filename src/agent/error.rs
//! Error types for adapter calls.

use thiserror::Error;

/// Errors that can occur while asking a backend for an analysis.
#[derive(Error, Debug, Clone, PartialEq)]
pub enum AgentError {
    /// Network connectivity error (DNS, connection refused, etc.).
    #[error("Network error: {0}")]
    Network(String),

    /// Request exceeded deadline.
    #[error("Request timeout after {0}ms")]
    Timeout(u64),

    /// Backend returned an error response (4xx, 5xx).
    #[error("Backend error {status}: {message}")]
    Upstream { status: u16, message: String },

    /// Backend response is missing required fields or is not an analysis.
    #[error("Invalid response: {0}")]
    InvalidResponse(String),

    /// Adapter configuration error (missing key, no adapter for provider).
    #[error("Configuration error: {0}")]
    Configuration(String),
}

impl AgentError {
    /// Whether retrying the same backend may succeed.
    ///
    /// Rate limiting, request timeouts and server-side failures are worth
    /// another attempt; everything else advances the chain immediately.
    pub fn is_transient(&self) -> bool {
        match self {
            AgentError::Network(_) | AgentError::Timeout(_) => true,
            AgentError::Upstream { status, .. } => {
                matches!(status, 408 | 429) || (500..=599).contains(status)
            }
            AgentError::InvalidResponse(_) | AgentError::Configuration(_) => false,
        }
    }

    /// Short stable label for logs and metrics.
    pub fn class(&self) -> &'static str {
        match self {
            AgentError::Network(_) => "network",
            AgentError::Timeout(_) => "timeout",
            AgentError::Upstream { .. } if self.is_transient() => "upstream_transient",
            AgentError::Upstream { .. } => "upstream_permanent",
            AgentError::InvalidResponse(_) => "malformed_response",
            AgentError::Configuration(_) => "configuration",
        }
    }

    pub(crate) fn from_reqwest(err: reqwest::Error, timeout_ms: u64) -> Self {
        if err.is_timeout() {
            AgentError::Timeout(timeout_ms)
        } else {
            AgentError::Network(err.to_string())
        }
    }
}
//! In-process terminal fallback.
//!
//! Never performs I/O and never fails. The same builder backs the
//! orchestrator's exhaustion path, so callers see one degraded answer shape
//! regardless of which failure led there.

use super::{AgentError, AnalysisAgent};
use crate::config::Provider;
use crate::prompt::PromptPayload;
use crate::tier::BackendConfig;
use crate::types::{AnalysisResult, Severity, Usage};
use async_trait::async_trait;
use chrono::Utc;
use std::collections::BTreeSet;

pub const CANNED_MODEL: &str = "canned-v1";
pub const DEGRADED_CONFIDENCE: f32 = 0.2;

const EXPLANATION: &str = "All analysis services are temporarily unavailable, so this is a \
generic answer rather than an analysis of your specific problem. Please retry in a few minutes \
for a full diagnosis.";

/// (category, generic first steps)
const CATEGORY_STEPS: &[(&str, &str)] = &[
    (
        "programming",
        "1. Read the first error line and the file/line it points to.\n\
         2. Check that every variable and import used on that line is defined.\n\
         3. Reproduce with the smallest possible input and add logging around the failure.",
    ),
    (
        "spreadsheet",
        "1. Check that referenced ranges and sheet names still exist.\n\
         2. Make sure lookup values and keys have the same type (text vs number).\n\
         3. Evaluate the formula step by step to find the failing part.",
    ),
    (
        "network",
        "1. Restart the device and the router or modem.\n\
         2. Forget the network and reconnect, re-entering the password.\n\
         3. Check whether other devices can connect to the same network.",
    ),
    (
        "printing",
        "1. Turn the printer off and on and clear the print queue.\n\
         2. Check paper, ink or toner and any error light on the printer.\n\
         3. Remove and re-add the printer in your system settings.",
    ),
    (
        "account",
        "1. Use the provider's password reset page.\n\
         2. Check the date and time on your device if codes are rejected.\n\
         3. Contact the service's support if the account appears locked.",
    ),
    (
        "hardware",
        "1. Disconnect external devices and restart.\n\
         2. Check cables, power supply and charge level.\n\
         3. Run the manufacturer's built-in diagnostics if available.",
    ),
    (
        "software",
        "1. Restart the application and install any pending updates.\n\
         2. Clear the application's cache or reset its settings.\n\
         3. Reinstall the application if the problem persists.",
    ),
];

const GENERIC_STEPS: &str = "1. Restart the affected device or application.\n\
2. Note any exact error message or code you see.\n\
3. Retry your request in a few minutes, including that error text.";

/// Deterministic degraded answer for `category_hint`.
///
/// Identical inputs produce identical content; only `produced_at` varies.
pub fn degraded_result(category_hint: Option<&str>) -> AnalysisResult {
    let hint = category_hint.map(|c| c.trim().to_lowercase());
    let (category, steps) = hint
        .as_deref()
        .and_then(|hint| CATEGORY_STEPS.iter().find(|(c, _)| *c == hint))
        .map(|(c, steps)| (*c, *steps))
        .unwrap_or((super::parse::DEFAULT_CATEGORY, GENERIC_STEPS));

    AnalysisResult {
        explanation: EXPLANATION.to_string(),
        solution: steps.to_string(),
        code_example: None,
        category: category.to_string(),
        tags: BTreeSet::from(["degraded".to_string()]),
        confidence: DEGRADED_CONFIDENCE,
        severity: Severity::Medium,
        provider: Provider::Canned.as_str().to_string(),
        model: CANNED_MODEL.to_string(),
        usage: Usage::default(),
        latency_ms: 0,
        produced_at: Utc::now(),
        degraded: true,
    }
}

/// Terminal chain entry.
#[derive(Debug, Default, Clone, Copy)]
pub struct CannedAgent;

#[async_trait]
impl AnalysisAgent for CannedAgent {
    fn provider(&self) -> Provider {
        Provider::Canned
    }

    async fn generate(
        &self,
        prompt: &PromptPayload,
        _backend: &BackendConfig,
    ) -> Result<AnalysisResult, AgentError> {
        Ok(degraded_result(prompt.category_hint.as_deref()))
    }
}
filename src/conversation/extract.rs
//! Keyword-table context extraction from free text.

use super::ContextMap;
use regex::Regex;
use std::collections::HashSet;
use std::sync::LazyLock;

pub const DEVICE_TYPE: &str = "device_type";
pub const VENDOR: &str = "vendor";
pub const OS: &str = "os";
pub const ERROR_CODE: &str = "error_code";
pub const PROGRAMMING_LANGUAGE: &str = "programming_language";
pub const CATEGORY: &str = "category";

/// (keyword, value). Multi-word keywords match as phrases.
type Table = &'static [(&'static str, &'static str)];

const DEVICE_TYPES: Table = &[
    ("laptop", "laptop"),
    ("notebook", "laptop"),
    ("macbook", "laptop"),
    ("thinkpad", "laptop"),
    ("desktop", "desktop"),
    ("pc", "desktop"),
    ("iphone", "phone"),
    ("phone", "phone"),
    ("smartphone", "phone"),
    ("ipad", "tablet"),
    ("tablet", "tablet"),
    ("printer", "printer"),
    ("router", "router"),
    ("modem", "router"),
    ("monitor", "monitor"),
    ("keyboard", "keyboard"),
    ("mouse", "mouse"),
    ("headphones", "headphones"),
    ("earbuds", "headphones"),
    ("server", "server"),
];

const VENDORS: Table = &[
    ("apple", "apple"),
    ("macbook", "apple"),
    ("iphone", "apple"),
    ("ipad", "apple"),
    ("imac", "apple"),
    ("dell", "dell"),
    ("hp", "hp"),
    ("lenovo", "lenovo"),
    ("thinkpad", "lenovo"),
    ("asus", "asus"),
    ("acer", "acer"),
    ("microsoft", "microsoft"),
    ("surface", "microsoft"),
    ("samsung", "samsung"),
    ("galaxy", "samsung"),
    ("pixel", "google"),
    ("sony", "sony"),
    ("logitech", "logitech"),
    ("netgear", "netgear"),
    ("tp-link", "tp-link"),
    ("cisco", "cisco"),
    ("canon", "canon"),
    ("epson", "epson"),
    ("brother", "brother"),
];

const OPERATING_SYSTEMS: Table = &[
    ("windows", "windows"),
    ("win10", "windows"),
    ("win11", "windows"),
    ("macos", "macos"),
    ("mac os", "macos"),
    ("osx", "macos"),
    ("ventura", "macos"),
    ("sonoma", "macos"),
    ("linux", "linux"),
    ("ubuntu", "linux"),
    ("debian", "linux"),
    ("fedora", "linux"),
    ("android", "android"),
    ("ios", "ios"),
    ("chromeos", "chromeos"),
];

const PROGRAMMING_LANGUAGES: Table = &[
    ("typescript", "typescript"),
    ("javascript", "javascript"),
    ("node", "javascript"),
    ("react", "javascript"),
    ("python", "python"),
    ("traceback", "python"),
    ("rust", "rust"),
    ("cargo", "rust"),
    ("java", "java"),
    ("kotlin", "kotlin"),
    ("golang", "go"),
    ("c#", "csharp"),
    ("c++", "cpp"),
    ("php", "php"),
    ("ruby", "ruby"),
    ("swift", "swift"),
    ("sql", "sql"),
    ("excel", "excel"),
    ("vlookup", "excel"),
    ("google sheets", "sheets"),
];

const CATEGORIES: Table = &[
    ("stack trace", "programming"),
    ("traceback", "programming"),
    ("exception", "programming"),
    ("undefined", "programming"),
    ("null pointer", "programming"),
    ("compile", "programming"),
    ("syntax", "programming"),
    ("function", "programming"),
    ("formula", "spreadsheet"),
    ("spreadsheet", "spreadsheet"),
    ("vlookup", "spreadsheet"),
    ("excel", "spreadsheet"),
    ("wifi", "network"),
    ("wi-fi", "network"),
    ("internet", "network"),
    ("ethernet", "network"),
    ("bluetooth", "network"),
    ("connect", "network"),
    ("connection", "network"),
    ("vpn", "network"),
    ("dns", "network"),
    ("printer", "printing"),
    ("print", "printing"),
    ("password", "account"),
    ("login", "account"),
    ("log in", "account"),
    ("sign in", "account"),
    ("2fa", "account"),
    ("battery", "hardware"),
    ("screen", "hardware"),
    ("overheating", "hardware"),
    ("fan", "hardware"),
    ("turn on", "hardware"),
    ("install", "software"),
    ("update", "software"),
    ("crash", "software"),
    ("crashes", "software"),
    ("freeze", "software"),
    ("freezes", "software"),
];

static ERROR_CODE_RE: LazyLock<Regex> = LazyLock::new(|| {
    Regex::new(
        r"(?i)\b(0x[0-9a-f]{4,8}|E\d{3,5}|[A-Z]{2,10}-\d{2,6}|error\s+(?:code\s+)?\d{2,5})\b",
    )
    .unwrap()
});

/// Lower-cased words, keeping the characters that appear inside the table keywords.
fn words(lower: &str) -> HashSet<&str> {
    lower
        .split(|c: char| !(c.is_alphanumeric() || matches!(c, '-' | '+' | '#' | '\'')))
        .filter(|w| !w.is_empty())
        .collect()
}

fn lookup(lower: &str, words: &HashSet<&str>, table: Table) -> Option<&'static str> {
    table
        .iter()
        .find(|(keyword, _)| {
            if keyword.contains(' ') {
                lower.contains(keyword)
            } else {
                words.contains(keyword)
            }
        })
        .map(|(_, value)| *value)
}

/// Extract known attributes from one message.
///
/// ```
/// use diagnose::conversation::extract_context;
///
/// let ctx = extract_context("My Dell laptop on Windows 11 shows error 0x80070005");
/// assert_eq!(ctx.get("vendor").map(String::as_str), Some("dell"));
/// assert_eq!(ctx.get("os").map(String::as_str), Some("windows"));
/// assert_eq!(ctx.get("error_code").map(String::as_str), Some("0x80070005"));
/// ```
pub fn extract_context(text: &str) -> ContextMap {
    let lower = text.to_lowercase();
    let words = words(&lower);
    let mut context = ContextMap::new();

    for (key, table) in [
        (DEVICE_TYPE, DEVICE_TYPES),
        (VENDOR, VENDORS),
        (OS, OPERATING_SYSTEMS),
        (PROGRAMMING_LANGUAGE, PROGRAMMING_LANGUAGES),
        (CATEGORY, CATEGORIES),
    ] {
        if let Some(value) = lookup(&lower, &words, table) {
            context.insert(key.to_string(), value.to_string());
        }
    }

    if let Some(m) = ERROR_CODE_RE.find(text) {
        context.insert(ERROR_CODE.to_string(), m.as_str().to_string());
    }

    context
}
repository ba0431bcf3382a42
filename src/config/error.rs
//! Configuration error types

use std::path::PathBuf;
use thiserror::Error;

/// Configuration-related errors
#[derive(Error, Debug)]
pub enum ConfigError {
    #[error("IO error: {0}")]
    Io(#[from] std::io::Error),

    #[error("Config file not found: {0}")]
    NotFound(PathBuf),

    #[error("Failed to parse config: {0}")]
    Parse(String),

    #[error("Invalid value for '{field}': {message}")]
    Validation { field: String, message: String },
}
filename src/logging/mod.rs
//! Tracing subscriber setup.
//!
//! `RUST_LOG` takes precedence over the configured level. Logs go to
//! stderr so command output on stdout stays machine-readable.

use crate::config::{LogFormat, LoggingConfig};
use tracing_subscriber::layer::SubscriberExt;
use tracing_subscriber::util::SubscriberInitExt;
use tracing_subscriber::EnvFilter;

/// Build filter directives string from LoggingConfig
///
/// Constructs a tracing filter string that includes the base log level
/// and any component-specific log levels configured in the LoggingConfig.
/// Components are emitted in sorted order.
///
/// # Examples
///
/// ```
/// use diagnose::config::LoggingConfig;
/// use diagnose::logging::build_filter_directives;
/// use std::collections::HashMap;
///
/// let config = LoggingConfig {
///     component_levels: Some(HashMap::from([
///         ("orchestrator".to_string(), "debug".to_string()),
///         ("limiter".to_string(), "trace".to_string()),
///     ])),
///     ..Default::default()
/// };
///
/// assert_eq!(
///     build_filter_directives(&config),
///     "info,diagnose::limiter=trace,diagnose::orchestrator=debug"
/// );
/// ```
pub fn build_filter_directives(config: &LoggingConfig) -> String {
    let mut filter_str = config.level.clone();

    if let Some(component_levels) = &config.component_levels {
        let mut components: Vec<_> = component_levels.iter().collect();
        components.sort();
        for (component, level) in components {
            filter_str.push_str(&format!(",diagnose::{}={}", component, level));
        }
    }

    filter_str
}

/// Install the global subscriber.
///
/// # Errors
///
/// Fails if a global subscriber is already installed or the directives
/// do not parse.
pub fn init_tracing(config: &LoggingConfig) -> Result<(), Box<dyn std::error::Error + Send + Sync>> {
    let filter_str = build_filter_directives(config);

    let env_filter = match EnvFilter::try_from_default_env() {
        Ok(filter) => filter,
        Err(_) => EnvFilter::try_new(&filter_str)?,
    };

    if config.enable_content_logging {
        eprintln!(
            "WARNING: Content logging is enabled. Request text previews will be logged."
        );
        eprintln!("         This may include sensitive data. Use only for debugging.");
    }

    match config.format {
        LogFormat::Pretty => {
            tracing_subscriber::registry()
                .with(env_filter)
                .with(
                    tracing_subscriber::fmt::layer()
                        .pretty()
                        .with_writer(std::io::stderr),
                )
                .try_init()?;
        }
        LogFormat::Json => {
            tracing_subscriber::registry()
                .with(env_filter)
                .with(
                    tracing_subscriber::fmt::layer()
                        .json()
                        .with_writer(std::io::stderr),
                )
                .try_init()?;
        }
    }

    Ok(())
}

/// First `max_chars` characters of `text`, with an ellipsis if cut.
pub fn preview(text: &str, max_chars: usize) -> String {
    let mut chars = text.chars();
    let head: String = chars.by_ref().take(max_chars).collect();
    if chars.next().is_some() {
        format!("{}...", head)
    } else {
        head
    }
}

────────────────────────────────────────

Which lines above hold the string "settings"? Copy every one of them.

         3. Remove and re-add the printer in your system settings.",
         2. Clear the application's cache or reset its settings.\n\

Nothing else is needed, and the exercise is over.